Your answer should be every line of the records that contains the word "ListController".
[Data for analysis]
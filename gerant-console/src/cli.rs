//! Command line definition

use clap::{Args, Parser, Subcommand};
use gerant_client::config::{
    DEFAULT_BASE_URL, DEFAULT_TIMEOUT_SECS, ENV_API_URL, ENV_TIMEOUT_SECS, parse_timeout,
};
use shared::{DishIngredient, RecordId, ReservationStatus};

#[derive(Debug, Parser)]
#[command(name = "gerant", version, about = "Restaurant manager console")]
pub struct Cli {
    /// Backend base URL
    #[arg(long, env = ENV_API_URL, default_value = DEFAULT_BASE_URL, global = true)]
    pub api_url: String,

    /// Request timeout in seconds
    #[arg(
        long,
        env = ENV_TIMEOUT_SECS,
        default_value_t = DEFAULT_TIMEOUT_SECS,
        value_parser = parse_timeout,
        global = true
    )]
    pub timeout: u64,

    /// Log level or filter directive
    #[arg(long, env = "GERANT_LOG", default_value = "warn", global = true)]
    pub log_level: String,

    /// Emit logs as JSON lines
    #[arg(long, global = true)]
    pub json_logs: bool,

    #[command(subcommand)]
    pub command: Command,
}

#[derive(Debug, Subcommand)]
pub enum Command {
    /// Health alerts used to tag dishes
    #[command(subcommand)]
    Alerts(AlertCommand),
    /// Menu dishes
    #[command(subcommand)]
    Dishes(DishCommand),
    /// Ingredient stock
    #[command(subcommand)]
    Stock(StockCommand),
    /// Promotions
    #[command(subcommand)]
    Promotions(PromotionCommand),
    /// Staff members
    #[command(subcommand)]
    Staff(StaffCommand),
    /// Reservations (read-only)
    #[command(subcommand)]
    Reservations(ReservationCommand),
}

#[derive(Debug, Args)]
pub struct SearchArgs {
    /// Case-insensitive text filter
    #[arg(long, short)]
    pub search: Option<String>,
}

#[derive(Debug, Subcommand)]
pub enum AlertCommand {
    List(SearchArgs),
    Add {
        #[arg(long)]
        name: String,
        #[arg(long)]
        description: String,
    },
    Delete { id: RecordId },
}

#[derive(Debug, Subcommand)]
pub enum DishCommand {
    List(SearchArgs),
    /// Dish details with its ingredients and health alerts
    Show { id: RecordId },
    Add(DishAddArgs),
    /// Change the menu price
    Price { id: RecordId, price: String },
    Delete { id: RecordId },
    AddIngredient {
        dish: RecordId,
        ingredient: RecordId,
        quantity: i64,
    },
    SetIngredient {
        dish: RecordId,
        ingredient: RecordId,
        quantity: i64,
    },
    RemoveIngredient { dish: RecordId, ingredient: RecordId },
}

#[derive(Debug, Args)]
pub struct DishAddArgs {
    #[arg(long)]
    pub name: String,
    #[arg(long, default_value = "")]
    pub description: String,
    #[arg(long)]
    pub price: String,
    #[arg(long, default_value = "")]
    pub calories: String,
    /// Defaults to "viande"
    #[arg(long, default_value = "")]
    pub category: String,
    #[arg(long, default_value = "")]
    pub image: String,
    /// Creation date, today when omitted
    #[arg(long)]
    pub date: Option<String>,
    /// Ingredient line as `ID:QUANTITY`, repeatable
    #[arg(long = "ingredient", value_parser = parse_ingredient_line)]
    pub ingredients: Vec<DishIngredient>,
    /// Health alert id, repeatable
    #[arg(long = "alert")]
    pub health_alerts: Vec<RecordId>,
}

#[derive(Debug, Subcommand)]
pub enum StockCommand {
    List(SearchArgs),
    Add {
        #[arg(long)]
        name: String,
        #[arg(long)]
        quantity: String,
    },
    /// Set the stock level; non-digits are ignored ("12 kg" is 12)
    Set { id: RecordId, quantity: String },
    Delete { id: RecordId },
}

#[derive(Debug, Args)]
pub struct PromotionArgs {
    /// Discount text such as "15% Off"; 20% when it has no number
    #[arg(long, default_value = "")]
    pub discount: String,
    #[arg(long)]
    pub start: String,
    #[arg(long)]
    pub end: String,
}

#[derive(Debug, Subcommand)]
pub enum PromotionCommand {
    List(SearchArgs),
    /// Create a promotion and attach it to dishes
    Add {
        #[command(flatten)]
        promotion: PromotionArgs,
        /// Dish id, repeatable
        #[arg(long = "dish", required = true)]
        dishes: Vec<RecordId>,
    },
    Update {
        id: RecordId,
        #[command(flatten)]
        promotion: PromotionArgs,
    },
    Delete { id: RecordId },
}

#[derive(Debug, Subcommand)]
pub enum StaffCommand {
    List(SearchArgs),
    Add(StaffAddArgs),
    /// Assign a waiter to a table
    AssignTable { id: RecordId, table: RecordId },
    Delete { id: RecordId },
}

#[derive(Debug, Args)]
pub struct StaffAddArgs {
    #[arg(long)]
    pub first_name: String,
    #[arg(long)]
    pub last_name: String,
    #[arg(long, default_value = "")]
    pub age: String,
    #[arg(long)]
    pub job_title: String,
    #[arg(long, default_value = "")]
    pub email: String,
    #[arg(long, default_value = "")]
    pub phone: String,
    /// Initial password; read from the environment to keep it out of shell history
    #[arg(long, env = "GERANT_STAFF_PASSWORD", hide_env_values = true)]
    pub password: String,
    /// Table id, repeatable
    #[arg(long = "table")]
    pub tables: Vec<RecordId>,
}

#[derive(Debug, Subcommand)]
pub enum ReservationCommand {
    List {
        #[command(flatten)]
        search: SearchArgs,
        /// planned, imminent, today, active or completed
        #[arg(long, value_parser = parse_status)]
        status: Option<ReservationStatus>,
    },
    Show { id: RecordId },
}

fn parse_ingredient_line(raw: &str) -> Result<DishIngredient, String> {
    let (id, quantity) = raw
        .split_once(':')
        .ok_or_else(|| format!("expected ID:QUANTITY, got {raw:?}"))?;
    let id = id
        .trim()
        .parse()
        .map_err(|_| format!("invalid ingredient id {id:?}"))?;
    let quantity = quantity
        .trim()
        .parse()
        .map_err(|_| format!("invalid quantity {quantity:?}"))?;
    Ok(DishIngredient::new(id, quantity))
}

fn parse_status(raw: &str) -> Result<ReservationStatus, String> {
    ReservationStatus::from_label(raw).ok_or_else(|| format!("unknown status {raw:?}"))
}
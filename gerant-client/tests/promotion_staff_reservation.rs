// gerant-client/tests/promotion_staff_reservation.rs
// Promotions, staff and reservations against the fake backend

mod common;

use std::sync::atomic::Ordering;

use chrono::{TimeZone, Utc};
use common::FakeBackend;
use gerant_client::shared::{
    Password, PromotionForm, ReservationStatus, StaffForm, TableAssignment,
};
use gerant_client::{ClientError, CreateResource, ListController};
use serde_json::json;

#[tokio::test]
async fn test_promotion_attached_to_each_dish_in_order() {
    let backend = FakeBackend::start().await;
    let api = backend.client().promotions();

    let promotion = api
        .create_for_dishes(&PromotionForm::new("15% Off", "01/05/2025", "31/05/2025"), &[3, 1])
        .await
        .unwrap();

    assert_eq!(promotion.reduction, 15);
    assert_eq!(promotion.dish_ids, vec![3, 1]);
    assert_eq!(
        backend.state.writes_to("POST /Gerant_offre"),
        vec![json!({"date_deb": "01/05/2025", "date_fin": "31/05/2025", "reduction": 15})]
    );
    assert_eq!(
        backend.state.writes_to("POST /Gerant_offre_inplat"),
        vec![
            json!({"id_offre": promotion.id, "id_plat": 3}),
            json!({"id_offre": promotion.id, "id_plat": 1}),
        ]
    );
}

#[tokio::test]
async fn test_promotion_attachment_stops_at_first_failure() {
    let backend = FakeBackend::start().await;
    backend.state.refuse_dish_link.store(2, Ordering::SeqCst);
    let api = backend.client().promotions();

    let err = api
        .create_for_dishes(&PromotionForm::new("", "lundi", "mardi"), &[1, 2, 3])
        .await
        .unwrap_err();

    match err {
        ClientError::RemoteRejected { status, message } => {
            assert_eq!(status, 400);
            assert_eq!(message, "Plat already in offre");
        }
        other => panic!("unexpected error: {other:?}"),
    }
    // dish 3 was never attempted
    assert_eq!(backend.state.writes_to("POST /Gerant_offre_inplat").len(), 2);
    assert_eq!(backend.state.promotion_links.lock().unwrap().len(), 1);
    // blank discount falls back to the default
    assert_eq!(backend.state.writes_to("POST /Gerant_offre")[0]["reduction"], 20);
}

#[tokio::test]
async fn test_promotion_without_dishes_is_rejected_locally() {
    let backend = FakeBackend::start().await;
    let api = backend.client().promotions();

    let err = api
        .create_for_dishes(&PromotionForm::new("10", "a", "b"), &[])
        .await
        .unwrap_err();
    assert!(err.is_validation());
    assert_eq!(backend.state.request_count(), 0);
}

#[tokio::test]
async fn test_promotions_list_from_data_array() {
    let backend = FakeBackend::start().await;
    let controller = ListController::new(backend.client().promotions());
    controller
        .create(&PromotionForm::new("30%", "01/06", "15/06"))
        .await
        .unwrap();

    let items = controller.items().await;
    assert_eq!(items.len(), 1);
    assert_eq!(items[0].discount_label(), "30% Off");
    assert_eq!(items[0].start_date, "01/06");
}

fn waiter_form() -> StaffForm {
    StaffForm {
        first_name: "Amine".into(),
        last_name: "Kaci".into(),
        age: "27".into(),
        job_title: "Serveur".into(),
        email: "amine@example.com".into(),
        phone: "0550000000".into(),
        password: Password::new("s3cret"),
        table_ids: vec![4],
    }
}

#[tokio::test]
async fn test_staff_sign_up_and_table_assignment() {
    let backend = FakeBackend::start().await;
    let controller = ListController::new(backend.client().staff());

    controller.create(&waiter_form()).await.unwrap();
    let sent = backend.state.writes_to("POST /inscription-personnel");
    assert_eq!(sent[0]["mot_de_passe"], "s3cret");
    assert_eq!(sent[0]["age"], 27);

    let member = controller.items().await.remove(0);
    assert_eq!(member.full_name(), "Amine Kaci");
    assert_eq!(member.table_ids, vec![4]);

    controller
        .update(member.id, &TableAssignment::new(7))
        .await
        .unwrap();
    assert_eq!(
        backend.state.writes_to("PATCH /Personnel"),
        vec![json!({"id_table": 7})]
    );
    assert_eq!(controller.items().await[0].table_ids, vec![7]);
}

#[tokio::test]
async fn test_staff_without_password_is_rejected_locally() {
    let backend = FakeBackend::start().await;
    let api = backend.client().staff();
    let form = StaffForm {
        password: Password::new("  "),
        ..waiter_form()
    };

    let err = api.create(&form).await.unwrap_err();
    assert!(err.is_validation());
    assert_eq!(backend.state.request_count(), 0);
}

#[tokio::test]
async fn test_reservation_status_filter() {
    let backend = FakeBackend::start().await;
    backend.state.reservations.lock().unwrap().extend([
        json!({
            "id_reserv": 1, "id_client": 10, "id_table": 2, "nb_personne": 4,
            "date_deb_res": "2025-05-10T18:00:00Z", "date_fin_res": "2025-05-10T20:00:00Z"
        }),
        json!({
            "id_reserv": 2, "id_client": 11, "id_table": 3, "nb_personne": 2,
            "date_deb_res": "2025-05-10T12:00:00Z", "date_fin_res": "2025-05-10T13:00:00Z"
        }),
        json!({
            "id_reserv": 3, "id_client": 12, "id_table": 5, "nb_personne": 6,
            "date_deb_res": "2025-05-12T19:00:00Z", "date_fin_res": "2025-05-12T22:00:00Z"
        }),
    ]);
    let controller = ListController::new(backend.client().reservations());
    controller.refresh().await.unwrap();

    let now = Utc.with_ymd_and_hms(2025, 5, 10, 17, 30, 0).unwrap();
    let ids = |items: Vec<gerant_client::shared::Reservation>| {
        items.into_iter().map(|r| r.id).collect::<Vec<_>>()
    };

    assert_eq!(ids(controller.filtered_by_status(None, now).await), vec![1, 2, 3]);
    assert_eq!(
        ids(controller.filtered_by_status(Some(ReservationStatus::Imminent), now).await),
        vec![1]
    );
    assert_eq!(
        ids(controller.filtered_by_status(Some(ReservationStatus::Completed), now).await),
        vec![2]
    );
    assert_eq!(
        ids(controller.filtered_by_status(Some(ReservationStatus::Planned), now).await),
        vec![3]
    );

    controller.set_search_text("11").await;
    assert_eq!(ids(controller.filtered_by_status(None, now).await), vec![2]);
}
[/Data for analysis]
Task output ▸
use gerant_client::{ClientError, CreateResource, ListController};
    let controller = ListController::new(backend.client().promotions());
    let controller = ListController::new(backend.client().staff());
    let controller = ListController::new(backend.client().reservations());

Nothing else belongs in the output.